The Ramsay Hospital Research Foundation (RHRF) has awarded The Royal Melbourne Hospital’s (RMH) Neuropsychiatry team $750,000 for research into the clinical utility of the brain protein neurofilament light in people with mood and anxiety disorders.

This novel work will be in collaboration with Ramsay Health Care psychiatrists Professor Malcolm Hopwood (Ramsay Clinic Albert Road) and Professor Philip Mitchell (Ramsay Clinic Northside).

“Accurate diagnosis in mental health is a key part in improving our care,” said Professor Hopwood.

“This research explores a real opportunity to identify those patients with depression and brain injury or neurodegeneration earlier and avoid unhelpful or inappropriate treatment.

“Research partnerships like this one are clearly the way to progress and its great the RHRF have provided this opportunity.”

The project led by RMH clinical director of Neuropsychiatry Professor, Dennis Velakoulis, is aimed at developing a blood test to help distinguish neurological and neurodegenerative illnesses from psychiatric illnesses.

The MiND program of research aims to identify whether a blood marker called neurofilament light (NfL) can help address this important question. Neurofilament light is a brain cell protein which maintains the structure of brain cells and is released into the cerebrospinal fluid and blood when a brain cell is damaged.

"When we see it elevated in the spinal fluid or blood, it indicates that there's been some brain injury and the brain cells have died,” Prof Velakoulis said.

Crucially, the levels of neurofilament light is not elevated in patients with mental illness, meaning this test could differentiate between those people with mental health disorders and those with neurological disorders such as dementia.

“The main aim of this work is to reduce the time taken to diagnosis dementia. People who have dementia in middle age will often have seen their doctors with depression, anxiety or other mental health disorders years before the diagnosis of dementia is made.

“A test such as neurofilament light may help in the earlier detection of dementia, could reduce the need for unnecessary expensive and time-consuming investigations, and improve outcomes for patients and their families,” Prof Velakoulis said.

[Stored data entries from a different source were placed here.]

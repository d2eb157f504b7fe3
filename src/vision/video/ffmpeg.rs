// Copyright (c) 2025 Fabstir
// SPDX-License-Identifier: BUSL-1.1
//! Video decoding through the `ffprobe` / `ffmpeg` command-line tools

use std::path::{Path, PathBuf};
use std::process::{Command, Output};

use image::{DynamicImage, ImageFormat};
use tracing::debug;

use super::{VideoDecoder, VideoError, VideoStream};

/// Runs `ffprobe` to open a source and `ffmpeg` to pull single frames as PNG
#[derive(Debug, Clone)]
pub struct FfmpegDecoder {
    ffmpeg_path: String,
    ffprobe_path: String,
}

impl Default for FfmpegDecoder {
    fn default() -> Self {
        Self::new("ffmpeg", "ffprobe")
    }
}

impl FfmpegDecoder {
    pub fn new(ffmpeg_path: impl Into<String>, ffprobe_path: impl Into<String>) -> Self {
        Self {
            ffmpeg_path: ffmpeg_path.into(),
            ffprobe_path: ffprobe_path.into(),
        }
    }

    fn probe_frame_count(&self, source: &Path) -> Result<Option<u64>, VideoError> {
        let mut cmd = Command::new(&self.ffprobe_path);
        cmd.arg("-v")
            .arg("error")
            .arg("-select_streams")
            .arg("v:0")
            .arg("-count_packets")
            .arg("-show_entries")
            .arg("stream=nb_read_packets")
            .arg("-of")
            .arg("csv=p=0")
            .arg(source);

        let output = run(cmd, &self.ffprobe_path).map_err(VideoError::Open)?;
        if !output.status.success() {
            return Err(VideoError::Open(stderr_message(&output)));
        }

        let stdout = String::from_utf8_lossy(&output.stdout);
        let first_line = stdout.lines().next().unwrap_or("").trim();
        if first_line.is_empty() {
            return Err(VideoError::Open("no video stream found".to_string()));
        }
        Ok(parse_frame_count(first_line))
    }
}

impl VideoDecoder for FfmpegDecoder {
    fn open(&self, source: &Path) -> Result<Box<dyn VideoStream>, VideoError> {
        if !source.is_file() {
            return Err(VideoError::Open(format!(
                "file not found: {}",
                source.display()
            )));
        }

        let frame_count = self.probe_frame_count(source)?;
        debug!("ffprobe: {} has {:?} frames", source.display(), frame_count);

        Ok(Box::new(FfmpegStream {
            ffmpeg_path: self.ffmpeg_path.clone(),
            source: source.to_path_buf(),
            frame_count,
            position: 0,
        }))
    }
}

/// Position-tracking handle; every read spawns one `ffmpeg` process
#[derive(Debug)]
pub struct FfmpegStream {
    ffmpeg_path: String,
    source: PathBuf,
    frame_count: Option<u64>,
    position: u64,
}

impl VideoStream for FfmpegStream {
    fn frame_count(&self) -> Option<u64> {
        self.frame_count
    }

    fn seek(&mut self, index: u64) -> Result<(), VideoError> {
        if let Some(count) = self.frame_count {
            if index >= count {
                return Err(VideoError::Seek {
                    index,
                    message: format!("video has {} frames", count),
                });
            }
        }
        self.position = index;
        Ok(())
    }

    fn read_frame(&mut self) -> Result<Option<DynamicImage>, VideoError> {
        let index = self.position;
        let select = format!("select=eq(n\\,{})", index);

        let mut cmd = Command::new(&self.ffmpeg_path);
        cmd.arg("-hide_banner")
            .arg("-loglevel")
            .arg("error")
            .arg("-i")
            .arg(&self.source)
            .arg("-vf")
            .arg(&select)
            .arg("-vsync")
            .arg("0")
            .arg("-frames:v")
            .arg("1")
            .arg("-f")
            .arg("image2pipe")
            .arg("-vcodec")
            .arg("png")
            .arg("-");

        let output = run(cmd, &self.ffmpeg_path).map_err(VideoError::Read)?;
        if !output.status.success() {
            return Err(VideoError::Read(stderr_message(&output)));
        }

        self.position += 1;
        if output.stdout.is_empty() {
            return Ok(None);
        }

        image::load_from_memory_with_format(&output.stdout, ImageFormat::Png)
            .map(Some)
            .map_err(|e| VideoError::Read(format!("frame {} is not a valid image: {}", index, e)))
    }
}

fn run(mut cmd: Command, program: &str) -> Result<Output, String> {
    cmd.output()
        .map_err(|e| format!("failed to run {}: {}", program, e))
}

fn stderr_message(output: &Output) -> String {
    let stderr = String::from_utf8_lossy(&output.stderr);
    let message = stderr.trim();
    if message.is_empty() {
        format!("exited with {}", output.status)
    } else {
        message.to_string()
    }
}

/// `nb_read_packets` is `N/A` for some containers
fn parse_frame_count(value: &str) -> Option<u64> {
    value.trim().trim_end_matches(',').parse::<u64>().ok()
}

Challenges to the translation of biomarkers into clinical practice have been their high cost, patient access and reliance on invasive techniques. Blood-based biomarkers don’t require invasive techniques or costly equipment.

Chief Investigator, Research Fellow and Neuropsychiatrist at the RMH, Dr Dhamidhu Eratne, says having a test so widely available to general practitioners and specialists will dramatically alter clinical care.

“In the same way a General Practitioner performs simple blood tests such as thyroid function tests to exclude thyroid problems as a cause for depression or cognitive symptoms, a blood NfL test could alert the GP to a neurological or neurodegenerative cause, rather than a primary psychiatric illness,” Dr Eratne said.

The RHRF grant will allow the Neuropsychiatry team’s work to extend into the private setting through the mood and anxiety disorders programs at Ramsay Clinic Albert Road Clinic and Ramsay Clinic Northside.